But that’s all over now. At the Trafalgar Studios, McAvoy is starring in Macbeth, and turning in a hypnotic performance mixing panther-like physical litheness and rat-like cunning. It is no overstatement to say that his king of Scotland is a revelation - the reviews have certainly said as much. The first Scottish actor to play Macbeth in London in many years talks to theartsdesk.

JASPER REES: Is that your beard or Macbeth’s?

JAMES MCAVOY: This is a touch of both. I just usually don't shave until I get a job and they make me. When you meet Macbeth he’s been away from home for quite a while and I don’t think he’s had access to a shaving kit. It’s not a world in which it is easy to shave.

You visited the role before as Joe Macbeth in the BBC’s series Shakespeare ReTold updating six plays to the present day (pictured below McAvoy with Keeley Hawes). Did that give rise to the desire to do the play for real one day?

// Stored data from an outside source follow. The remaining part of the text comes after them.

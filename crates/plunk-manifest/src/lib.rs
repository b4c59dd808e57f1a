// SPDX-FileCopyrightText: Copyright © 2020-2024 Serpent OS Developers
//
// SPDX-License-Identifier: MPL-2.0

//! A typed facade over `package.json`. Unlike a fully-typed struct, the
//! underlying JSON object is kept around verbatim — we only need strong
//! types for the handful of fields Plunk actually reads or rewrites
//! (name, version, files, bin, publishConfig, dependency maps); every
//! other property round-trips untouched through a publish.

use std::{
    collections::BTreeMap,
    path::{Path, PathBuf},
};

use serde_json::{Map, Value};
use thiserror::Error;

pub const MANIFEST_FILE_NAME: &str = "package.json";

/// Dependency map keys `workspace:` rewriting applies to.
const DEPENDENCY_FIELDS: &[&str] = &["dependencies", "devDependencies", "peerDependencies", "optionalDependencies"];

/// `publishConfig` fields merged into the written manifest.
const PUBLISH_CONFIG_OVERRIDE_FIELDS: &[&str] = &["main", "types", "typings", "module", "exports", "bin"];

#[derive(Debug, Error)]
pub enum Error {
    #[error("read {0:?}")]
    Read(PathBuf, #[source] std::io::Error),
    #[error("{0:?} is not a JSON object")]
    NotAnObject(PathBuf),
    #[error("parse {0:?}")]
    Parse(PathBuf, #[source] serde_json::Error),
    #[error("serialize manifest")]
    Serialize(#[source] serde_json::Error),
    #[error("source directory has no package.json")]
    Missing,
    #[error("package.json is missing required field {0:?}")]
    FieldMissing(&'static str),
}

#[derive(Debug, Clone)]
pub struct Manifest {
    raw: Map<String, Value>,
}

impl Manifest {
    /// Read and parse `<source_dir>/package.json`. Fails loudly: unlike
    /// consumer state or the registry, a manifest parse failure is never
    /// silently recovered.
    pub fn read(source_dir: &Path) -> Result<Self, Error> {
        let path = source_dir.join(MANIFEST_FILE_NAME);
        if !path.exists() {
            return Err(Error::Missing);
        }
        let contents = fs_err::read_to_string(&path).map_err(|e| Error::Read(path.clone(), e))?;
        let value: Value = serde_json::from_str(&contents).map_err(|e| Error::Parse(path.clone(), e))?;
        let Value::Object(raw) = value else { return Err(Error::NotAnObject(path)) };

        let manifest = Self { raw };
        manifest.require_str("name")?;
        manifest.require_str("version")?;
        Ok(manifest)
    }

    pub fn from_value(raw: Map<String, Value>) -> Self {
        Self { raw }
    }

    fn require_str(&self, field: &'static str) -> Result<&str, Error> {
        self.raw.get(field).and_then(Value::as_str).ok_or(Error::FieldMissing(field))
    }

    pub fn name(&self) -> &str {
        self.require_str("name").expect("validated in Manifest::read")
    }

    pub fn version(&self) -> &str {
        self.require_str("version").expect("validated in Manifest::read")
    }

    pub fn private(&self) -> bool {
        self.raw.get("private").and_then(Value::as_bool).unwrap_or(false)
    }

    pub fn files(&self) -> Option<Vec<String>> {
        let array = self.raw.get("files")?.as_array()?;
        Some(array.iter().filter_map(|v| v.as_str().map(str::to_string)).collect())
    }

    /// Dependency names that matter for the injector's missing-dependency
    /// check: runtime `dependencies` plus non-optional `peerDependencies`.
    pub fn runtime_dependency_names(&self) -> Vec<String> {
        let mut names: Vec<String> = self.dependency_map("dependencies").into_keys().collect();

        let optional_peers = self
            .raw
            .get("peerDependenciesMeta")
            .and_then(Value::as_object)
            .map(|m| m.iter().filter(|(_, v)| v.get("optional").and_then(Value::as_bool).unwrap_or(false)).map(|(k, _)| k.clone()).collect::<std::collections::HashSet<_>>())
            .unwrap_or_default();

        names.extend(self.dependency_map("peerDependencies").into_keys().filter(|name| !optional_peers.contains(name)));
        names
    }

    fn dependency_map(&self, field: &str) -> BTreeMap<String, String> {
        self.raw
            .get(field)
            .and_then(Value::as_object)
            .map(|m| m.iter().filter_map(|(k, v)| v.as_str().map(|v| (k.clone(), v.to_string()))).collect())
            .unwrap_or_default()
    }

    /// Replace every `workspace:` dependency specifier with the
    /// package's own version, across all four dependency sections.
    /// Never touches the source manifest: callers operate on an
    /// in-memory clone made for the write-side copy.
    pub fn rewrite_workspace_protocol(&mut self) {
        let version = self.version().to_string();
        for field in DEPENDENCY_FIELDS {
            let Some(deps) = self.raw.get_mut(*field).and_then(Value::as_object_mut) else { continue };
            for value in deps.values_mut() {
                let Some(spec) = value.as_str() else { continue };
                if let Some(rewritten) = rewrite_workspace_specifier(spec, &version) {
                    *value = Value::String(rewritten);
                }
            }
        }
    }

    /// Merge recognized `publishConfig` fields into the manifest, then
    /// remove the `publishConfig` key. Returns the `directory` override
    /// if one was set.
    pub fn apply_publish_config(&mut self) -> Option<String> {
        let Some(Value::Object(publish_config)) = self.raw.remove("publishConfig") else { return None };

        for field in PUBLISH_CONFIG_OVERRIDE_FIELDS {
            if let Some(value) = publish_config.get(*field) {
                self.raw.insert((*field).to_string(), value.clone());
            }
        }

        publish_config.get("directory").and_then(Value::as_str).map(str::to_string)
    }

    pub fn bin(&self) -> Executables {
        Executables::from_manifest(self.raw.get("bin"), self.name())
    }

    /// A `scripts.<name>` entry, e.g. `preplunk`/`postplunk`.
    pub fn script(&self, name: &str) -> Option<String> {
        self.raw.get("scripts")?.as_object()?.get(name)?.as_str().map(str::to_string)
    }

    /// Add empty `preplunk`/`postplunk` stubs if neither is already
    /// present. Returns whether the manifest changed.
    pub fn ensure_plunk_scripts(&mut self) -> bool {
        if self.script("preplunk").is_some() || self.script("postplunk").is_some() {
            return false;
        }
        let scripts = self.raw.entry("scripts").or_insert_with(|| Value::Object(Map::new()));
        let Some(scripts) = scripts.as_object_mut() else { return false };
        scripts.insert("preplunk".to_string(), Value::String(String::new()));
        scripts.insert("postplunk".to_string(), Value::String(String::new()));
        true
    }

    pub fn to_pretty_json(&self) -> Result<Vec<u8>, Error> {
        serde_json::to_vec_pretty(&Value::Object(self.raw.clone())).map_err(Error::Serialize)
    }
}

/// `workspace:*` / `workspace:^` / `workspace:~` / `workspace:<version>`
/// rewritten to the package's own version, optionally prefixed by the
/// range operator. Returns `None` if `spec` isn't a workspace specifier.
fn rewrite_workspace_specifier(spec: &str, own_version: &str) -> Option<String> {
    let rest = spec.strip_prefix("workspace:")?;
    Some(match rest {
        "*" => own_version.to_string(),
        "^" => format!("^{own_version}"),
        "~" => format!("~{own_version}"),
        explicit => explicit.to_string(),
    })
}

/// The package's executables map: `{name -> relative_path}`. A string
/// `bin` field yields a single entry under the unscoped package name.
#[derive(Debug, Default, Clone)]
pub struct Executables {
    pub entries: BTreeMap<String, String>,
}

impl Executables {
    fn from_manifest(bin: Option<&Value>, package_name: &str) -> Self {
        let entries = match bin {
            Some(Value::String(path)) => {
                let unscoped = package_name.rsplit('/').next().unwrap_or(package_name);
                BTreeMap::from([(unscoped.to_string(), path.clone())])
            }
            Some(Value::Object(map)) => map.iter().filter_map(|(k, v)| v.as_str().map(|v| (k.clone(), v.to_string()))).collect(),
            _ => BTreeMap::new(),
        };
        Self { entries }
    }
}

#[cfg(test)]
mod tests {
    use super::*;

    fn manifest_from_json(json: &str) -> Manifest {
        let Value::Object(raw) = serde_json::from_str(json).unwrap() else { panic!("not an object") };
        Manifest::from_value(raw)
    }

    #[test]
    fn workspace_rewrite_covers_all_operators() {
        let mut manifest = manifest_from_json(
            r#"{
                "name": "pkg", "version": "3.2.1",
                "dependencies": { "a": "workspace:*", "b": "workspace:^", "c": "workspace:~", "d": "workspace:1.5.0", "e": "^2.0.0" }
            }"#,
        );
        manifest.rewrite_workspace_protocol();
        let deps = manifest.dependency_map("dependencies");
        assert_eq!(deps["a"], "3.2.1");
        assert_eq!(deps["b"], "^3.2.1");
        assert_eq!(deps["c"], "~3.2.1");
        assert_eq!(deps["d"], "1.5.0");
        assert_eq!(deps["e"], "^2.0.0");
    }

    #[test]
    fn publish_config_merges_and_removes() {
        let mut manifest = manifest_from_json(
            r#"{
                "name": "pkg", "version": "1.0.0", "main": "index.js",
                "publishConfig": { "main": "dist/index.js", "directory": "dist" }
            }"#,
        );
        let directory = manifest.apply_publish_config();
        assert_eq!(directory.as_deref(), Some("dist"));
        assert_eq!(manifest.raw.get("main").unwrap().as_str().unwrap(), "dist/index.js");
        assert!(!manifest.raw.contains_key("publishConfig"));
    }

    #[test]
    fn ensure_plunk_scripts_adds_stubs_once() {
        let mut manifest = manifest_from_json(r#"{"name": "pkg", "version": "1.0.0"}"#);
        assert!(manifest.ensure_plunk_scripts());
        assert_eq!(manifest.script("preplunk").as_deref(), Some(""));
        assert_eq!(manifest.script("postplunk").as_deref(), Some(""));
        assert!(!manifest.ensure_plunk_scripts());
    }

    #[test]
    fn ensure_plunk_scripts_leaves_existing_hook_alone() {
        let mut manifest = manifest_from_json(r#"{"name": "pkg", "version": "1.0.0", "scripts": {"preplunk": "tsc -b"}}"#);
        assert!(!manifest.ensure_plunk_scripts());
        assert_eq!(manifest.script("preplunk").as_deref(), Some("tsc -b"));
        assert_eq!(manifest.script("postplunk"), None);
    }

    #[test]
    fn bin_as_string_uses_unscoped_name() {
        let manifest = manifest_from_json(r#"{"name": "@scope/cli", "version": "1.0.0", "bin": "bin/cli.js"}"#);
        let bin = manifest.bin();
        assert_eq!(bin.entries.get("cli").unwrap(), "bin/cli.js");
    }

    #[test]
    fn bin_as_object_keeps_all_entries() {
        let manifest = manifest_from_json(r#"{"name": "pkg", "version": "1.0.0", "bin": {"a": "a.js", "b": "b.js"}}"#);
        let bin = manifest.bin();
        assert_eq!(bin.entries.len(), 2);
    }

    #[test]
    fn runtime_dependency_names_excludes_optional_peers() {
        let manifest = manifest_from_json(
            r#"{
                "name": "pkg", "version": "1.0.0",
                "dependencies": {"a": "1.0.0"},
                "peerDependencies": {"react": "^18", "react-native": "^0.70"},
                "peerDependenciesMeta": {"react-native": {"optional": true}}
            }"#,
        );
        let names = manifest.runtime_dependency_names();
        assert!(names.contains(&"a".to_string()));
        assert!(names.contains(&"react".to_string()));
        assert!(!names.contains(&"react-native".to_string()));
    }

    #[test]
    fn missing_manifest_file_is_an_error() {
        let dir = tempfile::tempdir().unwrap();
        assert!(matches!(Manifest::read(dir.path()), Err(Error::Missing)));
    }

    #[test]
    fn manifest_missing_required_field_is_an_error() {
        let dir = tempfile::tempdir().unwrap();
        std::fs::write(dir.path().join(MANIFEST_FILE_NAME), r#"{"name": "pkg"}"#).unwrap();
        assert!(matches!(Manifest::read(dir.path()), Err(Error::FieldMissing("version"))));
    }
}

Dynamically it was inspired by Macbeth and dialogue wise it was inspired by the text of Macbeth. It was very different. But the situation that the Macbeth archetype found himself was pretty much exactly the same one. It was a fantastic experience. I was very young. I think I was about 25 or 24. And that made me think, obviously this isn’t Shakespeare’s text but I think it’s quite interesting having a young Macbeth because what you get is him and Lady Macbeth perceived to be throwing away their future all through ambition. And it makes their loss all the sadder, when he delivers the "Tomorrow and tomorrow and tomorrow" speech, which is an expression of utter blackness and fatalism and almost bordering on nihilism. To have that in one so young is so upsetting. So it opened up the idea of maybe doing the proper text young as well. A lot of the play is to do with just four lines, which begin “I have given suck...” And what’s brilliant is that these two 30somethings in our production are going through something that is very very rife right now, with people trying to have kids and not being able to in their thirties. And that’s something that is just interesting to play younger. It’s not a couple looking back and saying, “Right, we weren’t able to do that, what do we get? What’s our bit? What’s our piece?" It’s a couple who are still going through the grief of it. And I think they feel like the world owes them something.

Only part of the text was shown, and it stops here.